▸ **Exercise description**
Set every entry down again exactly, omitting none.

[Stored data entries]
################

//! Component System - Versioned Render Templates

use serde::{Deserialize, Serialize};
use std::collections::BTreeSet;
use std::fmt;
use std::fs;
use std::path::Path;

use crate::program::RenderProgram;
use crate::schema::DataSchema;

pub type ComponentId = String;

#[derive(Debug, Clone, PartialEq, Serialize, Deserialize)]
#[serde(rename_all = "camelCase")]
pub struct Component {
    pub id: ComponentId,
    pub name: String,
    #[serde(default)]
    pub description: String,
    pub version: semver::Version,
    #[serde(default = "default_engine_min")]
    pub engine_min_version: String,
    pub category: Category,
    #[serde(default)]
    pub tags: BTreeSet<String>,
    pub data_schema: DataSchema,
    pub render_program: RenderProgram,
    #[serde(default)]
    pub use_cases: Vec<String>,
    #[serde(default)]
    pub best_for: String,
    #[serde(default = "default_true")]
    pub is_public: bool,
    #[serde(default)]
    pub origin: Origin,
    #[serde(default)]
    pub popularity: u64,
    #[serde(default)]
    pub deprecated: bool,
    #[serde(default)]
    pub superseded_by: Option<ComponentId>,
}

fn default_true() -> bool { true }

fn default_engine_min() -> String { crate::MIN_COMPONENT_ENGINE.to_string() }

impl Component {
    pub fn has_tag(&self, tag: &str) -> bool {
        self.tags.contains(tag)
    }

    /// Key used to identify system components across reseeds.
    pub fn natural_key(&self) -> (String, Category) {
        (self.name.clone(), self.category)
    }
}

#[derive(Debug, Clone, Copy, Serialize, Deserialize, PartialEq, Eq, PartialOrd, Ord, Hash)]
#[serde(rename_all = "UPPERCASE")]
pub enum Category {
    Title,
    Data,
    Process,
    Framework,
    Comparison,
    Narrative,
    Closing,
    Visual,
    Table,
}

impl Category {
    pub const ALL: [Category; 9] = [
        Category::Title,
        Category::Data,
        Category::Process,
        Category::Framework,
        Category::Comparison,
        Category::Narrative,
        Category::Closing,
        Category::Visual,
        Category::Table,
    ];

    pub fn as_str(&self) -> &'static str {
        match self {
            Category::Title => "TITLE",
            Category::Data => "DATA",
            Category::Process => "PROCESS",
            Category::Framework => "FRAMEWORK",
            Category::Comparison => "COMPARISON",
            Category::Narrative => "NARRATIVE",
            Category::Closing => "CLOSING",
            Category::Visual => "VISUAL",
            Category::Table => "TABLE",
        }
    }

    pub fn parse(value: &str) -> Option<Self> {
        Self::ALL
            .iter()
            .copied()
            .find(|c| c.as_str().eq_ignore_ascii_case(value.trim()))
    }
}

impl fmt::Display for Category {
    fn fmt(&self, f: &mut fmt::Formatter<'_>) -> fmt::Result {
        f.write_str(self.as_str())
    }
}

/// Where a component came from. CORE entries belong to the seed library and
/// are replaced wholesale on reseed; USER entries are never touched by it.
#[derive(Debug, Clone, Copy, Default, Serialize, Deserialize, PartialEq, Eq, Hash)]
#[serde(rename_all = "UPPERCASE")]
pub enum Origin {
    Core,
    #[default]
    User,
}

/// Load user-authored components from every `*.json` file in `dir`.
///
/// Unreadable or malformed files are skipped, the same way a template
/// directory tolerates stray files. A missing directory yields no components.
pub fn load_from_dir(dir: &Path) -> Result<Vec<Component>, std::io::Error> {
    let mut components = vec![];
    if !dir.exists() {
        return Ok(components);
    }

    let mut paths: Vec<_> = fs::read_dir(dir)?
        .filter_map(|entry| entry.ok().map(|e| e.path()))
        .filter(|path| path.extension().map_or(false, |e| e == "json"))
        .collect();
    paths.sort();

    for path in paths {
        let content = match fs::read_to_string(&path) {
            Ok(content) => content,
            Err(e) => {
                tracing::warn!(path = %path.display(), error = %e, "skipping unreadable component file");
                continue;
            }
        };
        match serde_json::from_str::<Component>(&content) {
            Ok(mut component) => {
                component.origin = Origin::User;
                components.push(component);
            }
            Err(e) => {
                tracing::warn!(path = %path.display(), error = %e, "skipping malformed component file");
            }
        }
    }

    Ok(components)
}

################

▸ **Reply**
//! Component System - Versioned Render Templates

use serde::{Deserialize, Serialize};
use std::collections::BTreeSet;
use std::fmt;
use std::fs;
use std::path::Path;

use crate::program::RenderProgram;
use crate::schema::DataSchema;

pub type ComponentId = String;

#[derive(Debug, Clone, PartialEq, Serialize, Deserialize)]
#[serde(rename_all = "camelCase")]
pub struct Component {
    pub id: ComponentId,
    pub name: String,
    #[serde(default)]
    pub description: String,
    pub version: semver::Version,
    #[serde(default = "default_engine_min")]
    pub engine_min_version: String,
    pub category: Category,
    #[serde(default)]
    pub tags: BTreeSet<String>,
    pub data_schema: DataSchema,
    pub render_program: RenderProgram,
    #[serde(default)]
    pub use_cases: Vec<String>,
    #[serde(default)]
    pub best_for: String,
    #[serde(default = "default_true")]
    pub is_public: bool,
    #[serde(default)]
    pub origin: Origin,
    #[serde(default)]
    pub popularity: u64,
    #[serde(default)]
    pub deprecated: bool,
    #[serde(default)]
    pub superseded_by: Option<ComponentId>,
}

fn default_true() -> bool { true }

fn default_engine_min() -> String { crate::MIN_COMPONENT_ENGINE.to_string() }

impl Component {
    pub fn has_tag(&self, tag: &str) -> bool {
        self.tags.contains(tag)
    }

    /// Key used to identify system components across reseeds.
    pub fn natural_key(&self) -> (String, Category) {
        (self.name.clone(), self.category)
    }
}

#[derive(Debug, Clone, Copy, Serialize, Deserialize, PartialEq, Eq, PartialOrd, Ord, Hash)]
#[serde(rename_all = "UPPERCASE")]
pub enum Category {
    Title,
    Data,
    Process,
    Framework,
    Comparison,
    Narrative,
    Closing,
    Visual,
    Table,
}

impl Category {
    pub const ALL: [Category; 9] = [
        Category::Title,
        Category::Data,
        Category::Process,
        Category::Framework,
        Category::Comparison,
        Category::Narrative,
        Category::Closing,
        Category::Visual,
        Category::Table,
    ];

    pub fn as_str(&self) -> &'static str {
        match self {
            Category::Title => "TITLE",
            Category::Data => "DATA",
            Category::Process => "PROCESS",
            Category::Framework => "FRAMEWORK",
            Category::Comparison => "COMPARISON",
            Category::Narrative => "NARRATIVE",
            Category::Closing => "CLOSING",
            Category::Visual => "VISUAL",
            Category::Table => "TABLE",
        }
    }

    pub fn parse(value: &str) -> Option<Self> {
        Self::ALL
            .iter()
            .copied()
            .find(|c| c.as_str().eq_ignore_ascii_case(value.trim()))
    }
}

impl fmt::Display for Category {
    fn fmt(&self, f: &mut fmt::Formatter<'_>) -> fmt::Result {
        f.write_str(self.as_str())
    }
}

/// Where a component came from. CORE entries belong to the seed library and
/// are replaced wholesale on reseed; USER entries are never touched by it.
#[derive(Debug, Clone, Copy, Default, Serialize, Deserialize, PartialEq, Eq, Hash)]
#[serde(rename_all = "UPPERCASE")]
pub enum Origin {
    Core,
    #[default]
    User,
}

/// Load user-authored components from every `*.json` file in `dir`.
///
/// Unreadable or malformed files are skipped, the same way a template
/// directory tolerates stray files. A missing directory yields no components.
pub fn load_from_dir(dir: &Path) -> Result<Vec<Component>, std::io::Error> {
    let mut components = vec![];
    if !dir.exists() {
        return Ok(components);
    }

    let mut paths: Vec<_> = fs::read_dir(dir)?
        .filter_map(|entry| entry.ok().map(|e| e.path()))
        .filter(|path| path.extension().map_or(false, |e| e == "json"))
        .collect();
    paths.sort();

    for path in paths {
        let content = match fs::read_to_string(&path) {
            Ok(content) => content,
            Err(e) => {
                tracing::warn!(path = %path.display(), error = %e, "skipping unreadable component file");
                continue;
            }
        };
        match serde_json::from_str::<Component>(&content) {
            Ok(mut component) => {
                component.origin = Origin::User;
                components.push(component);
            }
            Err(e) => {
                tracing::warn!(path = %path.display(), error = %e, "skipping malformed component file");
            }
        }
    }

    Ok(components)
}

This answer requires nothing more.